PRIVATIZATION, PUBLIC COMMONS, AND THE TAKINGSIFICATION OF ENVIRONMENTAL LAW.

Date01 March 2023
AuthorRyaw, Erin

INTRODUCTION 620 I. PUBLIC COMMONS, PROPERTY RIGHTS, AND POLICY ENTRENCHMENT 625 A. Public Natural Resource Commons 627 B. Property Rights as a Tool of Policy Entrenchment 630 C. Public and Private Law Stickiness in Constitutional History 635 D. Takingsification in American Property Law 640 II. THE PRIVATIZATION PARADOX IN ACTION: SALTING PUBLIC COMMONS WITH PRIVATE RIGHTS 646 A. Offshore Oil and Gas Leasing on Public Lands 651 B. Private Leasing in the Arctic National Wildlife Refuge 659 C. National Monuments and Hard Rock Mining 663 D. Commercial Fishing and Aquaculture 669 1. Commercial Fishing in Protected Marine Sanctuaries 671 2. Aquaculture and Mariculture 673 E. Private Rights to Dredge and Fill Public Waterways 678 III. THE LIMITS OF PRIVATE INTERESTS IN PUBLIC COMMONS 683 A. Overprivatization as a Problem of Property Theory 684 B. The Dynamic Continuum of Public and Private Interests in Property 688 1. The Contested Category of Public Resource Commons 688 2. Conventional Autonomous Rights 690 3. The Dynamic Bundle of Sticks 693 C. Private Rights in Public Commons: Water and Grasslands 696 1. Property Theory in Context: Water Takings in Oklahoma 700 2. Water Takings and the Public Trust Doctrine 704 3. Grazing Takings 707 D. Takings and Natural Resource Commons Paradigms 715 IV. A MODIFIED REGULATORY TAKINGS TEST FOR PUBLIC COMMONS 718 A. A Note on Physical Takings in Natural Resource Commons 720 B. Reimagining Regulatory Takings Balancing in Commons 725 1. Economic Impact Prong 727 2. Investment-Backed Expectations Prong 729 3. The Character of the Government Action 730 4. The Proposal and Precedent: It Was There All Along 732 C. The Next Purposeful Step in Takings Evolution 738 D. Objections: Private Rights, Limiting Principles, and Stewardship 741 1. The Underprotection of Private Rights 742 2. "Just Pay for It" 743 3. Cumulative Impacts and Limiting Principles 745 4. Property Rights vs.
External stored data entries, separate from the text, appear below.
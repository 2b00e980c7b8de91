use opsboard_core::Repo;

use crate::Db;
use crate::error::Result;
use crate::helpers::row_to_repo;

impl Db {
    pub fn list_repos(&self) -> Result<Vec<Repo>> {
        let mut stmt = self.conn().prepare(
            r#"
            SELECT id, name, default_branch, created_at
            FROM repos
            ORDER BY name ASC
            "#,
        )?;
        let rows = stmt
            .query_map([], row_to_repo)?
            .collect::<std::result::Result<Vec<_>, _>>()?;
        Ok(rows)
    }
}
mod support;

use opsboard_db::{MissionChanges, MissionFilter};
use support::{insert_mission, insert_repo, setup_db};

#[test]
fn list_missions_unfiltered_returns_all_newest_first() {
    let t = setup_db();
    t.raw
        .execute(
            "INSERT INTO missions (title, status, project, created_at, updated_at)
             VALUES ('older', 'planned', 'boost', '2026-02-01T00:00:00Z', '2026-02-01T00:00:00Z'),
                    ('newer', 'done', 'jarvis-dashboard', '2026-02-02T00:00:00Z', '2026-02-02T00:00:00Z')",
            [],
        )
        .unwrap();

    let missions = t.db.list_missions(&MissionFilter::default()).unwrap();
    assert_eq!(missions.len(), 2);
    assert_eq!(missions[0].title, "newer");
    assert_eq!(missions[1].title, "older");
}

#[test]
fn list_missions_applies_combined_filters() {
    let t = setup_db();
    insert_mission(&t.raw, "fix login", "in-progress", "boost");
    insert_mission(&t.raw, "fix logout", "done", "boost");
    insert_mission(&t.raw, "fix login", "in-progress", "openclaw");

    let filter = MissionFilter {
        project: Some("boost".into()),
        status: Some("in-progress".into()),
        ..Default::default()
    };
    let missions = t.db.list_missions(&filter).unwrap();
    assert_eq!(missions.len(), 1);
    assert_eq!(missions[0].title, "fix login");
    assert_eq!(missions[0].project, "boost");
}

#[test]
fn list_missions_search_matches_title_or_description() {
    let t = setup_db();
    t.raw
        .execute(
            "INSERT INTO missions (title, description, status, project, created_at, updated_at)
             VALUES ('refactor parser', NULL, 'planned', 'boost', '2026-02-01T00:00:00Z', '2026-02-01T00:00:00Z'),
                    ('ship feature', 'parser cleanup follow-up', 'planned', 'boost', '2026-02-02T00:00:00Z', '2026-02-02T00:00:00Z'),
                    ('unrelated', NULL, 'planned', 'boost', '2026-02-03T00:00:00Z', '2026-02-03T00:00:00Z')",
            [],
        )
        .unwrap();

    let filter = MissionFilter {
        search: Some("parser".into()),
        ..Default::default()
    };
    let missions = t.db.list_missions(&filter).unwrap();
    assert_eq!(missions.len(), 2);
}

#[test]
fn get_mission_joins_repo_name() {
    let t = setup_db();
    let repo_id = insert_repo(&t.raw, "boost-api");
    t.raw
        .execute(
            "INSERT INTO missions (title, status, project, repo_id, created_at, updated_at)
             VALUES ('wired', 'planned', 'boost', ?1, '2026-02-01T00:00:00Z', '2026-02-01T00:00:00Z')",
            [repo_id],
        )
        .unwrap();

    let mission = t.db.get_mission(1).unwrap().expect("mission exists");
    assert_eq!(mission.repo_id, Some(repo_id));
    assert_eq!(mission.repo_name.as_deref(), Some("boost-api"));
}

#[test]
fn get_mission_unknown_id_is_none() {
    let t = setup_db();
    assert!(t.db.get_mission(999).unwrap().is_none());
}

#[test]
fn update_mission_applies_only_recognized_fields() {
    let t = setup_db();
    let id = insert_mission(&t.raw, "keep title", "planned", "boost");

    let changes = MissionChanges {
        status: Some("in-progress".into()),
        description: Some("now underway".into()),
        ..Default::default()
    };
    let updated = t
        .db
        .update_mission(id, &changes)
        .unwrap()
        .expect("mission exists");
    assert_eq!(updated.status, "in-progress");
    assert_eq!(updated.description.as_deref(), Some("now underway"));
    assert_eq!(updated.title, "keep title");
    assert_ne!(updated.updated_at, updated.created_at);
}

#[test]
fn update_mission_unknown_id_is_none() {
    let t = setup_db();
    let changes = MissionChanges {
        status: Some("done".into()),
        ..Default::default()
    };
    assert!(t.db.update_mission(42, &changes).unwrap().is_none());
}

#[test]
fn mission_changes_deserializes_ignoring_unknown_fields() {
    let changes: MissionChanges =
        serde_json::from_str(r#"{"status":"done","bogus":"field","title":"nope"}"#).unwrap();
    assert_eq!(changes.status.as_deref(), Some("done"));
    assert!(!changes.is_empty());

    let empty: MissionChanges = serde_json::from_str(r#"{"bogus":"field"}"#).unwrap();
    assert!(empty.is_empty());
}

#[test]
fn mission_steps_ordered_by_step_number() {
    let t = setup_db();
    let id = insert_mission(&t.raw, "stepped", "in-progress", "boost");
    t.raw
        .execute(
            "INSERT INTO mission_steps (mission_id, step_number, title, status)
             VALUES (?1, 2, 'second', 'planned'), (?1, 1, 'first', 'done')",
            [id],
        )
        .unwrap();

    let steps = t.db.mission_steps(id).unwrap();
    assert_eq!(steps.len(), 2);
    assert_eq!(steps[0].title, "first");
    assert_eq!(steps[1].title, "second");
}

#[test]
fn list_projects_is_distinct_and_sorted() {
    let t = setup_db();
    insert_mission(&t.raw, "a", "planned", "jarvis-dashboard");
    insert_mission(&t.raw, "b", "planned", "boost");
    insert_mission(&t.raw, "c", "done", "boost");

    let projects = t.db.list_projects().unwrap();
    assert_eq!(projects, vec!["boost", "jarvis-dashboard"]);
}
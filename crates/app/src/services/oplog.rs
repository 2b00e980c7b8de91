use opsboard_core::LogEntry;
use sources::read_tail;

use crate::error::Result;
use crate::services::SharedConfig;

pub const DEFAULT_TAIL_LINES: usize = 100;

#[derive(Clone)]
pub struct OpsLogService {
    config: SharedConfig,
}

impl OpsLogService {
    pub(super) fn new(config: SharedConfig) -> Self {
        Self { config }
    }

    pub fn tail(&self, lines: Option<usize>, kind: Option<&str>) -> Result<Vec<LogEntry>> {
        let lines = lines.unwrap_or(DEFAULT_TAIL_LINES);
        let kind = kind.filter(|kind| !kind.is_empty());
        Ok(read_tail(&self.config.ops_log_path, lines, kind)?)
    }
}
Stewardship 747 5. A Too-Modest Proposal? 749 CONCLUSION 750 INTRODUCTION

This project explores the critical but undertheorized question of how to balance private and public interests in public natural resource commons from which private rights may be subdivided. It is a long exploration, but it makes three basic points. First, it describes a novel strategy for privatizing these commons efficiently, in which environmental regulations are lifted, enabling the creation of new private interests in the deregulated commons that complicate resumed regulation by later policymakers. Second, it argues that this strategy gains support from the ascendancy of a property theory paradigm that overprotects weaker private interests in commons property by inappropriately analogizing them to stronger private interests in more autonomously held forms of property. Finally, as one way to begin resolving these problems, it suggests a reform to regulatory takings law that would require a more balanced assessment of both the public and private property interests at stake in contested natural resource commons.
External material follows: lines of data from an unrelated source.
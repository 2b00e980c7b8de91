use thiserror::Error;

#[derive(Debug, Error)]
pub enum SourceError {
    #[error("http request failed: {0}")]
    Http(#[from] reqwest::Error),
    #[error("io error: {0}")]
    Io(#[from] std::io::Error),
    #[error("unexpected payload shape: {0}")]
    Payload(String),
}

pub type Result<T> = std::result::Result<T, SourceError>;
use serde::Serialize;
use thiserror::Error;

#[derive(Debug, Error)]
pub enum AppError {
    #[error("datastore error: {0}")]
    Db(#[from] opsboard_db::DbError),
    #[error("source error: {0}")]
    Source(#[from] sources::SourceError),
    #[error("{0}")]
    InvalidInput(String),
    #[error("{0}")]
    NotFound(String),
}

impl AppError {
    fn status(&self) -> u16 {
        match self {
            AppError::InvalidInput(_) => 400,
            AppError::NotFound(_) => 404,
            AppError::Db(_) | AppError::Source(_) => 500,
        }
    }

    fn code(&self) -> Option<&'static str> {
        match self {
            AppError::InvalidInput(_) => Some("invalid_input"),
            AppError::NotFound(_) => Some("not_found"),
            AppError::Db(_) | AppError::Source(_) => None,
        }
    }
}

pub type Result<T> = std::result::Result<T, AppError>;

/// Wire shape for error responses; `status` doubles as the HTTP status.
#[derive(Debug, Serialize)]
pub struct ApiError {
    pub status: u16,
    pub message: String,
    #[serde(skip_serializing_if = "Option::is_none")]
    pub code: Option<String>,
}

impl From<AppError> for ApiError {
    fn from(err: AppError) -> Self {
        Self {
            status: err.status(),
            message: err.to_string(),
            code: err.code().map(str::to_string),
        }
    }
}

#[cfg(test)]
mod tests {
    use super::*;

    #[test]
    fn input_and_lookup_failures_map_to_client_statuses() {
        let invalid = ApiError::from(AppError::InvalidInput("task is required".into()));
        assert_eq!(invalid.status, 400);
        assert_eq!(invalid.code.as_deref(), Some("invalid_input"));

        let missing = ApiError::from(AppError::NotFound("mission 7 not found".into()));
        assert_eq!(missing.status, 404);
        assert_eq!(missing.message, "mission 7 not found");
    }
}
use std::collections::{BTreeMap, BTreeSet};

use chrono::Utc;
use serde::{Deserialize, Serialize};

use opsboard_core::{AgentRun, Mission};
use opsboard_db::{MissionFilter, NewAgentRun};

use crate::error::{AppError, Result};
use crate::services::{SharedConfig, open_db, open_db_rw};

const RUNS_FETCH_LIMIT: u32 = 100;
const DEFAULT_SPAWN_MODEL: &str = "claude-sonnet-4-5";
const DEFAULT_THINKING_LEVEL: &str = "medium";

/// Mission context attached to a run listing, keyed by mission id.
#[derive(Debug, Clone, Serialize)]
pub struct MissionSummary {
    pub id: i64,
    pub title: String,
    pub project: String,
}

#[derive(Debug, Clone, Serialize)]
pub struct AgentRunsView {
    pub runs: Vec<AgentRun>,
    pub missions: BTreeMap<i64, MissionSummary>,
}

#[derive(Debug, Clone, Default, Deserialize)]
pub struct SpawnRequest {
    #[serde(default)]
    pub task: Option<String>,
    #[serde(default)]
    pub model: Option<String>,
    #[serde(default)]
    pub thinking: Option<String>,
    #[serde(default)]
    pub mission_id: Option<i64>,
}

#[derive(Clone)]
pub struct RunsService {
    config: SharedConfig,
}

impl RunsService {
    pub(super) fn new(config: SharedConfig) -> Self {
        Self { config }
    }

    /// Recent runs with optional in-memory status/model filters, plus
    /// summaries for the missions those runs belong to.
    pub fn list(
        &self,
        mission_id: Option<i64>,
        status: Option<&str>,
        model: Option<&str>,
        limit: Option<u32>,
    ) -> Result<AgentRunsView> {
        let limit = limit.unwrap_or(RUNS_FETCH_LIMIT);
        let db = open_db(&self.config)?;
        let mut runs = match mission_id {
            Some(mission_id) => db.agent_runs_for_mission(mission_id)?,
            None => db.list_agent_runs(limit)?,
        };
        if let Some(status) = status {
            runs.retain(|run| run.status == status);
        }
        if let Some(model) = model {
            runs.retain(|run| run.model == model);
        }
        runs.truncate(limit as usize);

        let linked: BTreeSet<i64> = runs.iter().filter_map(|run| run.mission_id).collect();
        let mut missions = BTreeMap::new();
        if !linked.is_empty() {
            for mission in db.list_missions(&MissionFilter::default())? {
                if linked.contains(&mission.id) {
                    missions.insert(mission.id, summarize(&mission));
                }
            }
        }
        Ok(AgentRunsView { runs, missions })
    }

    /// Records a spawn request as a `pending` run. Execution is out of
    /// scope here; an external worker picks the row up.
    pub fn spawn(&self, request: &SpawnRequest) -> Result<AgentRun> {
        let task = request
            .task
            .as_deref()
            .map(str::trim)
            .filter(|task| !task.is_empty())
            .ok_or_else(|| AppError::InvalidInput("task is required".to_string()))?;

        let new_run = NewAgentRun {
            label: format!("spawn-{}", Utc::now().timestamp_millis()),
            task: task.to_string(),
            model: request
                .model
                .clone()
                .unwrap_or_else(|| DEFAULT_SPAWN_MODEL.to_string()),
            thinking_level: request
                .thinking
                .clone()
                .unwrap_or_else(|| DEFAULT_THINKING_LEVEL.to_string()),
            mission_id: request.mission_id,
        };
        let db = open_db_rw(&self.config)?;
        Ok(db.insert_pending_run(&new_run)?)
    }
}

fn summarize(mission: &Mission) -> MissionSummary {
    MissionSummary {
        id: mission.id,
        title: mission.title.clone(),
        project: mission.project.clone(),
    }
}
The strongest forms of conventional private property confer relative autonomy on their owners, enabling them to control many of the proverbial sticks in the bundle of rights associated with property, including rights of exclusion, possession, use, and transfer. (1) In contrast to these strong forms of autonomously held private property, the public commons that are the subject of this Article are common pool resources jointly held by all members of a community, though many have been regulated to manage the governance problems associated with open commons. (2) Many of our most important public commons are natural resources, including air, water, public lands, energy reserves, and biodiversity resources, all of which are prone to different forms of diminution by private exploitation. However, two built-in legal biases that favor private rights in these resources could impact their protection, at a time when environmental law has already proven politically vulnerable.

In the last half-century, a phalanx of environmental laws was enacted to protect public natural resources commons from ecological harms associated with private expropriation, extraction, congestion, and pollution. (3) More recently, stakeholders seeking to expand private access to these resources have targeted many of these laws for repeal or reduction. As the Trump Administration came to a close in 2021, about one hundred federal environmental rules and regulations had been reversed, revoked, or were in the process of being rolled back. (4) Many had protected public lands, waterways, aquifers, forests, fisheries, minerals, atmospheric resources, and other natural resource commons that provide critical ecosystem services. (5) The legal changes under the Trump Administration helped midwife a new generation of private interests that now compete with public environmental values associated with these underlying commons.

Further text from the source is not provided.